BAB 29

0 0 0
                                    

Rasa gelisah yang bersarang di hati membuat Safir terus-terusan bergerak resah. Berkali-kali, pemuda itu mengunjungi dapur guna mengambil segelas air putih yang habis dalam sekali teguk.

Bunda, wanita itu juga mulai lelah memperhatikan ekspresi wajah Safir yang tidak enak dipandang. Embusan napas yang keluar pun terasa berat menyiksa.

"Kamu kenapa, Safir? Kayak gelisah gitu." Bunda mengambil tempat duduk di depan Safir yang bersandar pada pantry.

"Eh." Safir mendongak, menemukan tatapan khawatir bunda. Lalu kepala menggeleng untuk menjawab. "Gak apa-apa, Bun. Cuma ngerasa gak enak aja, kayak ada yang ganjel." Lalu menghela napas bingung sambil menatap keluar jendela. Di luar hujan turun deras sekali. Angin yang masuk melalui kisi jendela seakan mencubit kulit dengan sisi dinginnya.
Apa Bianca sudah sampai rumah? tanya Safir dalam hati.

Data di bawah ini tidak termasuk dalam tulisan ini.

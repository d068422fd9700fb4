//! End-to-end tests through the public API
//!
//! Tests for the generate -> validate -> inject -> self-test flow, template
//! persistence across service restarts and worker interception.

use ki_fingerprint::config::FingerprintSettings;
use ki_fingerprint::generator::GenerateOptions;
use ki_fingerprint::injector::{
    IframeOptions, SlotStatus, WorkerInterceptor, WorkerOptions, WorkerScope, WorkerScriptOptions,
    WorkerType,
};
use ki_fingerprint::profile::{BrowserType, FingerprintProfile, OsType};
use ki_fingerprint::seed::NoiseSeed;
use ki_fingerprint::selftest::{ProbeCategory, RunFilter, Suite, TestRunner};
use ki_fingerprint::service::FingerprintService;
use ki_fingerprint::template::{CreateTemplate, ExportOptions, ImportOptions};
use tempfile::TempDir;

const SECRET: &str = "correct horse battery staple";

fn settings(dir: &TempDir) -> FingerprintSettings {
    FingerprintSettings::default()
        .with_template_dir(dir.path())
        .with_seed_secret(SECRET)
}

async fn service(dir: &TempDir) -> FingerprintService {
    let service = FingerprintService::from_settings(&settings(dir)).unwrap();
    service.initialize().await.unwrap();
    service
}

/// The account's profile with its sealed seed opened, as probes need it.
fn opened(service: &FingerprintService, account: &str) -> FingerprintProfile {
    let mut profile = service.profile_for(account).unwrap();
    let seed = service.seeds().open_profile_seed(&profile).unwrap().unwrap();
    profile.noise_seed = Some(NoiseSeed::plain(seed));
    profile
}

// ============================================================================
// Generate -> Validate -> Inject -> Self-Test
// ============================================================================

#[tokio::test]
async fn test_windows_chrome_flow() {
    let dir = TempDir::new().unwrap();
    let service = service(&dir).await;

    let profile = service.generate_for_account(
        "acct-flow",
        GenerateOptions {
            os: Some(OsType::Windows),
            browser: Some(BrowserType::Chrome),
            ..Default::default()
        },
    );
    assert_eq!(profile.os.r#type, OsType::Windows);
    assert_eq!(profile.browser.r#type, BrowserType::Chrome);

    let report = service.validator().validate(&profile);
    assert!(report.errors.is_empty(), "{:?}", report.messages());

    let injector = service.injector_for("acct-flow", None).unwrap();
    let page = injector.injection_script().unwrap();
    assert!(!page.to_lowercase().contains("apple m"));
    assert!(page.contains(&profile.webgl.unmasked_renderer));
    assert!(!page.contains("acct-flow"));

    let mut runner = TestRunner::new();
    runner.run_all(&opened(&service, "acct-flow"), &RunFilter::default());
    let report = runner.generate_report();
    assert_eq!(
        report.pass_rate_for(&[ProbeCategory::Navigator, ProbeCategory::Webgl, ProbeCategory::Screen]),
        100.0,
        "{:?}",
        report.failures
    );
}

#[tokio::test]
async fn test_every_supported_pair_passes_self_test() {
    let dir = TempDir::new().unwrap();
    let service = service(&dir).await;
    let pairs = [
        (OsType::Windows, BrowserType::Chrome),
        (OsType::Windows, BrowserType::Edge),
        (OsType::Windows, BrowserType::Firefox),
        (OsType::Macos, BrowserType::Safari),
        (OsType::Macos, BrowserType::Chrome),
        (OsType::Linux, BrowserType::Chrome),
        (OsType::Linux, BrowserType::Firefox),
    ];

    for (i, (os, browser)) in pairs.into_iter().enumerate() {
        let account = format!("acct-{}", i);
        service.generate_for_account(
            &account,
            GenerateOptions {
                os: Some(os),
                browser: Some(browser),
                seed: Some(i as u64),
                ..Default::default()
            },
        );

        let mut runner = TestRunner::new();
        for suite in Suite::ALL {
            runner.register_suite(*suite);
        }
        runner.run_all(&opened(&service, &account), &RunFilter::default());
        let report = runner.generate_report();
        assert!(report.failures.is_empty(), "{} {}: {:?}", os, browser, report.failures);
    }
}

#[tokio::test]
async fn test_scripts_per_context() {
    let dir = TempDir::new().unwrap();
    let service = service(&dir).await;
    service.generate_for_account("acct-ctx", GenerateOptions::default());
    let injector = service.injector_for("acct-ctx", None).unwrap();

    let page = injector.injection_script().unwrap();
    let iframe = injector.iframe_script(IframeOptions::default()).unwrap();
    let worker = injector
        .worker_script(WorkerScriptOptions {
            worker_type: WorkerType::Dedicated,
        })
        .unwrap();

    assert!(page.contains("const WORKER_BOOTSTRAP"));
    assert!(iframe.contains("const WORKER_BOOTSTRAP"));
    assert!(iframe.contains("window.parent.document"));
    assert!(!worker.contains("const IFRAME_SCRIPT"));
    assert!(worker.contains("if (self[GUARD]) return;"));
    assert_eq!(injector.cached_scripts(), 3);
}

// ============================================================================
// Template Persistence
// ============================================================================

#[tokio::test]
async fn test_templates_survive_restart() {
    let dir = TempDir::new().unwrap();
    let template_id = {
        let first = service(&dir).await;
        let profile = first.generate_for_account("acct-a", GenerateOptions::default());
        first
            .templates()
            .create_template(CreateTemplate::new("Office desktop", profile).with_tags(["office"]))
            .await
            .unwrap()
            .id
    };

    std::fs::write(dir.path().join("broken.json"), "{ not json").unwrap();
    std::fs::write(dir.path().join("notes.txt"), "ignored").unwrap();

    let second = service(&dir).await;
    assert_eq!(second.templates().len(), 1);
    let template = second.templates().get_template(&template_id).unwrap();
    assert_eq!(template.tags, vec!["office".to_string()]);
    assert!(template.config.account_id.is_none());

    let applied = second.apply_template(&template_id, "acct-b").unwrap();
    assert_eq!(applied.account_id.as_deref(), Some("acct-b"));
    assert!(applied.noise_seed.as_ref().map_or(false, |s| s.encrypted));
    assert!(second.seeds().open_profile_seed(&applied).unwrap().is_some());
}

#[tokio::test]
async fn test_export_import_between_services() {
    let source_dir = TempDir::new().unwrap();
    let target_dir = TempDir::new().unwrap();
    let source = service(&source_dir).await;
    let target = service(&target_dir).await;

    let template = source
        .templates()
        .create_template(CreateTemplate::new("Laptop", FingerprintProfile::default()))
        .await
        .unwrap();
    let document = source
        .templates()
        .export_template(&template.id, ExportOptions { include_noise_seed: false })
        .unwrap();
    assert!(document["config"].get("noiseSeed").is_none());

    let imported = target
        .templates()
        .import_template(
            &document.to_string(),
            ImportOptions {
                generate_new_id: false,
                new_name: Some("Laptop copy".into()),
            },
        )
        .await
        .unwrap();
    assert_eq!(imported.id, template.id);
    assert_eq!(imported.name, "Laptop copy");
    assert!(target_dir.path().join(format!("{}.json", imported.id)).exists());
}

// ============================================================================
// Worker Interception
// ============================================================================

#[test]
fn test_worker_interception_lifecycle() {
    let profile = FingerprintProfile::default().to_value().unwrap();
    let interceptor = WorkerInterceptor::new(&profile).unwrap();
    let pristine = WorkerScope::browser("https://app.example/page");
    let mut scope = pristine.clone();
    let mut state = Default::default();

    assert!(interceptor.initialize(&mut scope, &mut state));
    assert!(!interceptor.initialize(&mut scope, &mut state));
    assert!(interceptor.verify(&scope, &state).is_complete());

    let status = interceptor.verify(&scope, &state);
    assert_eq!(status.service_worker, SlotStatus::Native);
    assert!(!status.covers(WorkerType::Service));

    let spawned = scope
        .worker
        .as_ref()
        .unwrap()
        .spawn("/js/worker.js", &WorkerOptions::default());
    assert!(spawned.url.starts_with("blob:https://app.example/"));
    let source = spawned.source.unwrap();
    assert!(source.starts_with(interceptor.bootstrap()));
    assert!(source.ends_with("importScripts(\"https://app.example/js/worker.js\");\n"));

    let foreign = scope
        .worker
        .as_ref()
        .unwrap()
        .spawn("https://cdn.other/worker.js", &WorkerOptions::default());
    assert_eq!(foreign.url, "https://cdn.other/worker.js");

    let service_worker = scope
        .service_worker_register
        .as_ref()
        .unwrap()
        .spawn("/sw.js", &WorkerOptions::default());
    assert_eq!(service_worker.url, "/sw.js");

    assert!(interceptor.reset(&mut scope, &mut state));
    assert_eq!(scope, pristine);
    assert!(!interceptor.is_initialized(&state));
}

"Binca?" tanya Bunda memastikan.

Safir mengangguk. Pikirannya sempurna melayang pada sosok Bianca. Entah, hampir satu jam setengah lamanya, tapi gadis itu tak kunjung menghubungi. Setidaknya, Safir akan lega ketika Bianca bilang, aku udah sampai rumah.

Memperhatikan ponsel di sebelahnya, Safir berharap benda itu segera mengeluarkan bunyi dan tentu saja nama Bianca yang tertera di sana. Namun seakan mendengar suara hati Safir, eberapa saat, benda itu memang berbunyi, tapi nama Krisna yang muncul.

Belum sempat mengucapkan sapaan, Safir dibuat bingung dengan nada sedih dan pasrah Krisna yang memintanya datang.

Bunda, yang sejak tadi beranjak, bertanya tanpa suara. "Siapa?"

Safir menggeleng dulu, meletakkan telunjuk di depan bibir agar benda diam tidak menginterupsi. "Tumben--"

"Bianca butuh lo."

Tiga kata yang sukse membuat jantung Safir berpacu tak normal. Lantas, saat telepon ditutup dan dua pesan singkat dari Krisna diterima. Safir seperti kehilangan dunianya. Kaki-kakinya yang kokoh seperti berubah menjadi jeli, bahkan jika hanya untuk menopang tubuh, Safir jatuh kehilangan pegangan.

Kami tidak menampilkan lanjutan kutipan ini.